Medical Policy Group, August 2022 (7): Clarification to Policy Statement- created separate investigational statements for vertebral body stapling and vertebral body tethering. No change in policy intent.

This medical policy is not an authorization, certification, explanation of benefits, or a contract. Eligibility and benefits are determined on a case-by-case basis according to the terms of the member’s plan in effect as of the date services are rendered. All medical policies are based on (i) research of current medical literature and (ii) review of common medical practices in the treatment and diagnosis of disease as of the date hereof. Physicians and other providers are solely responsible for all aspects of medical care and treatment, including the type, quality, and levels of care and treatment.

This policy is intended to be used for adjudication of claims (including pre-admission certification, pre-determinations, and pre-procedure review) in Blue Cross and Blue Shield’s administration of plan contracts.

The plan does not approve or deny procedures, services, testing, or equipment for our members. Our decisions concern coverage only. The decision of whether or not to have a certain test, treatment or procedure is one made between the physician and his/her patient. The plan administers benefits based on the member’s contract and corporate medical policies. Physicians should always exercise their best medical judgment in providing the care they feel is most appropriate for their patients.

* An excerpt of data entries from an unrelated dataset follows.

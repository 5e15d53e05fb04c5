mod common;

use axum::{
    body::Body,
    http::{header, Request, StatusCode},
};
use common::{future_date, TestApp};
use serde_json::{json, Value};
use tower::ServiceExt;

async fn parse_body(response: axum::response::Response) -> Value {
    let status = response.status();
    let bytes = axum::body::to_bytes(response.into_body(), usize::MAX).await.unwrap();
    if bytes.is_empty() {
        panic!("Response body is empty. Status: {}", status);
    }
    match serde_json::from_slice(&bytes) {
        Ok(v) => v,
        Err(e) => panic!("Failed to parse JSON: {:?}. Status: {}. Body: {:?}", e, status, String::from_utf8_lossy(&bytes))
    }
}

#[tokio::test]
async fn test_room_crud_flow() {
    let app = TestApp::new().await;
    let admin = app.admin().await;

    // 1. Create
    let room = app.create_room(&admin, "Deluxe 301", 1_200_000).await;
    let room_id = room["id"].as_str().unwrap().to_string();
    assert_eq!(room["name"], "Deluxe 301");
    assert_eq!(room["price"], 1_200_000);
    assert_eq!(room["status"], "available");
    assert_eq!(room["amenities"].as_array().unwrap().len(), 2);

    // 2. Public list and get, no auth required
    let list_res = app.router.clone().oneshot(
        Request::builder().method("GET").uri("/api/v1/rooms")
            .body(Body::empty()).unwrap()
    ).await.unwrap();
    assert_eq!(list_res.status(), StatusCode::OK);
    let rooms = parse_body(list_res).await;
    assert_eq!(rooms.as_array().unwrap().len(), 1);

    // 3. Update price and status
    let update_res = app.router.clone().oneshot(
        Request::builder().method("PUT").uri(format!("/api/v1/rooms/{}", room_id))
            .header(header::COOKIE, format!("access_token={}", admin.access_token))
            .header("X-CSRF-Token", &admin.csrf_token)
            .header(header::CONTENT_TYPE, "application/json")
            .body(Body::from(json!({
                "price": 1_500_000,
                "status": "maintenance"
            }).to_string())).unwrap()
    ).await.unwrap();
    assert_eq!(update_res.status(), StatusCode::OK);
    let updated = parse_body(update_res).await;
    assert_eq!(updated["price"], 1_500_000);
    assert_eq!(updated["status"], "maintenance");
    assert_eq!(updated["name"], "Deluxe 301");

    // 4. Delete
    let delete_res = app.router.clone().oneshot(
        Request::builder().method("DELETE").uri(format!("/api/v1/rooms/{}", room_id))
            .header(header::COOKIE, format!("access_token={}", admin.access_token))
            .header("X-CSRF-Token", &admin.csrf_token)
            .body(Body::empty()).unwrap()
    ).await.unwrap();
    assert_eq!(delete_res.status(), StatusCode::OK);

    let get_res = app.router.clone().oneshot(
        Request::builder().method("GET").uri(format!("/api/v1/rooms/{}", room_id))
            .body(Body::empty()).unwrap()
    ).await.unwrap();
    assert_eq!(get_res.status(), StatusCode::NOT_FOUND);
}

#[tokio::test]
async fn test_room_writes_require_admin() {
    let app = TestApp::new().await;
    let customer = app.customer("linh").await;

    let response = app.router.clone().oneshot(
        Request::builder().method("POST").uri("/api/v1/rooms")
            .header(header::COOKIE, format!("access_token={}", customer.access_token))
            .header("X-CSRF-Token", &customer.csrf_token)
            .header(header::CONTENT_TYPE, "application/json")
            .body(Body::from(json!({
                "name": "Sneaky Suite",
                "roomType": "suite",
                "bedType": "king",
                "price": 1,
                "capacity": 2
            }).to_string())).unwrap()
    ).await.unwrap();

    assert_eq!(response.status(), StatusCode::FORBIDDEN);
}

#[tokio::test]
async fn test_availability_reflects_bookings() {
    let app = TestApp::new().await;
    let admin = app.admin().await;
    let customer = app.customer("linh").await;

    let room = app.create_room(&admin, "Deluxe 301", 800_000).await;
    let room_id = room["id"].as_str().unwrap();

    app.create_booking(&customer, room_id, &future_date(10), &future_date(12)).await;

    let check = |from: String, to: String| {
        let uri = format!("/api/v1/rooms/{}/availability?check_in={}&check_out={}", room_id, from, to);
        let router = app.router.clone();
        async move {
            let res = router.oneshot(
                Request::builder().method("GET").uri(uri).body(Body::empty()).unwrap()
            ).await.unwrap();
            assert_eq!(res.status(), StatusCode::OK);
            parse_body(res).await["available"].as_bool().unwrap()
        }
    };

    // Same dates: taken
    assert!(!check(future_date(10), future_date(12)).await);
    // Enclosing range: taken
    assert!(!check(future_date(8), future_date(15)).await);
    // Partial overlap: taken
    assert!(!check(future_date(11), future_date(14)).await);
    // Back-to-back, checkout day frees the room
    assert!(check(future_date(12), future_date(14)).await);
    assert!(check(future_date(8), future_date(10)).await);
}

#[tokio::test]
async fn test_availability_ignores_cancelled_bookings() {
    let app = TestApp::new().await;
    let admin = app.admin().await;
    let customer = app.customer("linh").await;

    let room = app.create_room(&admin, "Deluxe 301", 800_000).await;
    let room_id = room["id"].as_str().unwrap();

    let booking = app.create_booking(&customer, room_id, &future_date(10), &future_date(12)).await;
    let booking_id = booking["id"].as_str().unwrap();

    let cancel_res = app.router.clone().oneshot(
        Request::builder().method("PUT").uri(format!("/api/v1/bookings/{}/cancel", booking_id))
            .header(header::COOKIE, format!("access_token={}", customer.access_token))
            .header("X-CSRF-Token", &customer.csrf_token)
            .body(Body::empty()).unwrap()
    ).await.unwrap();
    assert_eq!(cancel_res.status(), StatusCode::OK);

    let uri = format!(
        "/api/v1/rooms/{}/availability?check_in={}&check_out={}",
        room_id, future_date(10), future_date(12)
    );
    let res = app.router.clone().oneshot(
        Request::builder().method("GET").uri(uri).body(Body::empty()).unwrap()
    ).await.unwrap();
    let body = parse_body(res).await;
    assert_eq!(body["available"], true);
}

#[tokio::test]
async fn test_availability_rejects_inverted_range() {
    let app = TestApp::new().await;
    let admin = app.admin().await;
    let room = app.create_room(&admin, "Deluxe 301", 800_000).await;
    let room_id = room["id"].as_str().unwrap();

    let uri = format!(
        "/api/v1/rooms/{}/availability?check_in={}&check_out={}",
        room_id, future_date(12), future_date(10)
    );
    let res = app.router.clone().oneshot(
        Request::builder().method("GET").uri(uri).body(Body::empty()).unwrap()
    ).await.unwrap();
    assert_eq!(res.status(), StatusCode::BAD_REQUEST);
}

#[tokio::test]
async fn test_room_delete_blocked_by_booking_history() {
    let app = TestApp::new().await;
    let admin = app.admin().await;
    let customer = app.customer("linh").await;

    let room = app.create_room(&admin, "Deluxe 301", 800_000).await;
    let room_id = room["id"].as_str().unwrap().to_string();

    let booking = app.create_booking(&customer, &room_id, &future_date(10), &future_date(12)).await;
    let booking_id = booking["id"].as_str().unwrap().to_string();

    let delete_res = app.router.clone().oneshot(
        Request::builder().method("DELETE").uri(format!("/api/v1/rooms/{}", room_id))
            .header(header::COOKIE, format!("access_token={}", admin.access_token))
            .header("X-CSRF-Token", &admin.csrf_token)
            .body(Body::empty()).unwrap()
    ).await.unwrap();
    assert_eq!(delete_res.status(), StatusCode::CONFLICT);

    // Even a cancelled booking keeps its room reference, so the room stays
    let cancel_res = app.router.clone().oneshot(
        Request::builder().method("PUT").uri(format!("/api/v1/bookings/{}/cancel", booking_id))
            .header(header::COOKIE, format!("access_token={}", customer.access_token))
            .header("X-CSRF-Token", &customer.csrf_token)
            .body(Body::empty()).unwrap()
    ).await.unwrap();
    assert_eq!(cancel_res.status(), StatusCode::OK);

    let delete_res = app.router.clone().oneshot(
        Request::builder().method("DELETE").uri(format!("/api/v1/rooms/{}", room_id))
            .header(header::COOKIE, format!("access_token={}", admin.access_token))
            .header("X-CSRF-Token", &admin.csrf_token)
            .body(Body::empty()).unwrap()
    ).await.unwrap();
    assert_eq!(delete_res.status(), StatusCode::CONFLICT);

    // A room nothing ever booked deletes cleanly
    let spare = app.create_room(&admin, "Standard 102", 500_000).await;
    let spare_id = spare["id"].as_str().unwrap();
    let delete_res = app.router.clone().oneshot(
        Request::builder().method("DELETE").uri(format!("/api/v1/rooms/{}", spare_id))
            .header(header::COOKIE, format!("access_token={}", admin.access_token))
            .header("X-CSRF-Token", &admin.csrf_token)
            .body(Body::empty()).unwrap()
    ).await.unwrap();
    assert_eq!(delete_res.status(), StatusCode::OK);
}
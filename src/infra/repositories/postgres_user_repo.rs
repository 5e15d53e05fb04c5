use crate::domain::{models::user::User, ports::UserRepository};
use crate::error::AppError;
use async_trait::async_trait;
use sqlx::PgPool;
use tracing::error;

pub struct PostgresUserRepo {
    pool: PgPool,
}

impl PostgresUserRepo {
    pub fn new(pool: PgPool) -> Self {
        Self { pool }
    }
}

#[async_trait]
impl UserRepository for PostgresUserRepo {
    async fn create(&self, user: &User) -> Result<User, AppError> {
        sqlx::query_as::<_, User>(
            "INSERT INTO users (id, username, email, password_hash, role, created_at) VALUES ($1, $2, $3, $4, $5, $6) RETURNING id, username, email, password_hash, role, created_at",
        )
            .bind(&user.id)
            .bind(&user.username)
            .bind(&user.email)
            .bind(&user.password_hash)
            .bind(&user.role)
            .bind(user.created_at)
            .fetch_one(&self.pool)
            .await
            .map_err(AppError::Database)
    }

    async fn find_by_username(&self, username: &str) -> Result<Option<User>, AppError> {
        sqlx::query_as::<_, User>(
            "SELECT id, username, email, password_hash, role, created_at FROM users WHERE username = $1",
        )
            .bind(username)
            .fetch_optional(&self.pool)
            .await
            .map_err(AppError::Database)
    }

    async fn find_by_email(&self, email: &str) -> Result<Option<User>, AppError> {
        sqlx::query_as::<_, User>(
            "SELECT id, username, email, password_hash, role, created_at FROM users WHERE email = $1",
        )
            .bind(email)
            .fetch_optional(&self.pool)
            .await
            .map_err(AppError::Database)
    }

    async fn find_by_id(&self, id: &str) -> Result<Option<User>, AppError> {
        sqlx::query_as::<_, User>(
            "SELECT id, username, email, password_hash, role, created_at FROM users WHERE id = $1",
        )
            .bind(id)
            .fetch_optional(&self.pool)
            .await
            .map_err(AppError::Database)
    }

    async fn list(&self) -> Result<Vec<User>, AppError> {
        sqlx::query_as::<_, User>(
            "SELECT id, username, email, password_hash, role, created_at FROM users ORDER BY username ASC"
        )
            .fetch_all(&self.pool)
            .await
            .map_err(AppError::Database)
    }

    async fn delete(&self, id: &str) -> Result<(), AppError> {
        sqlx::query("DELETE FROM users WHERE id = $1")
            .bind(id)
            .execute(&self.pool)
            .await
            .map_err(|e| {
                error!("Postgres User Deletion Failed: {:?}", e);
                AppError::Database(e)
            })?;
        Ok(())
    }
}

Needed care should not be delayed or refused because of a coverage determination.

As a general rule, benefits are payable under health plans only in cases of medical necessity and only if services or supplies are not investigational, provided the customer group contracts have such coverage.

The following Association Technology Evaluation Criteria must be met for a service/supply to be considered for coverage:

  1. The technology must have final approval from the appropriate government regulatory bodies;
  2. The scientific evidence must permit conclusions concerning the effect of the technology on health outcomes;
  3. The technology must improve the net health outcome;
  4. The technology must be as beneficial as any established alternatives;
  5. The improvement must be attainable outside the investigational setting.

Medical Necessity means that health care services (e.g., procedures, treatments, supplies, devices, equipment, facilities or drugs) that a physician, exercising prudent clinical judgment, would provide to a patient for the purpose of preventing, evaluating, diagnosing or treating an illness, injury or disease or its symptoms, and that are:

  1. In accordance with generally accepted standards of medical practice; and
  2. Clinically appropriate in terms of type, frequency, extent, site and duration and considered effective for the patient’s illness, injury or disease; and
  3. Not primarily for the convenience of the patient, physician or other health care provider; and
  4. Not more costly than an alternative service or sequence of services at least as likely to produce equivalent therapeutic or diagnostic results as to the diagnosis or treatment of that patient’s illness, injury or disease.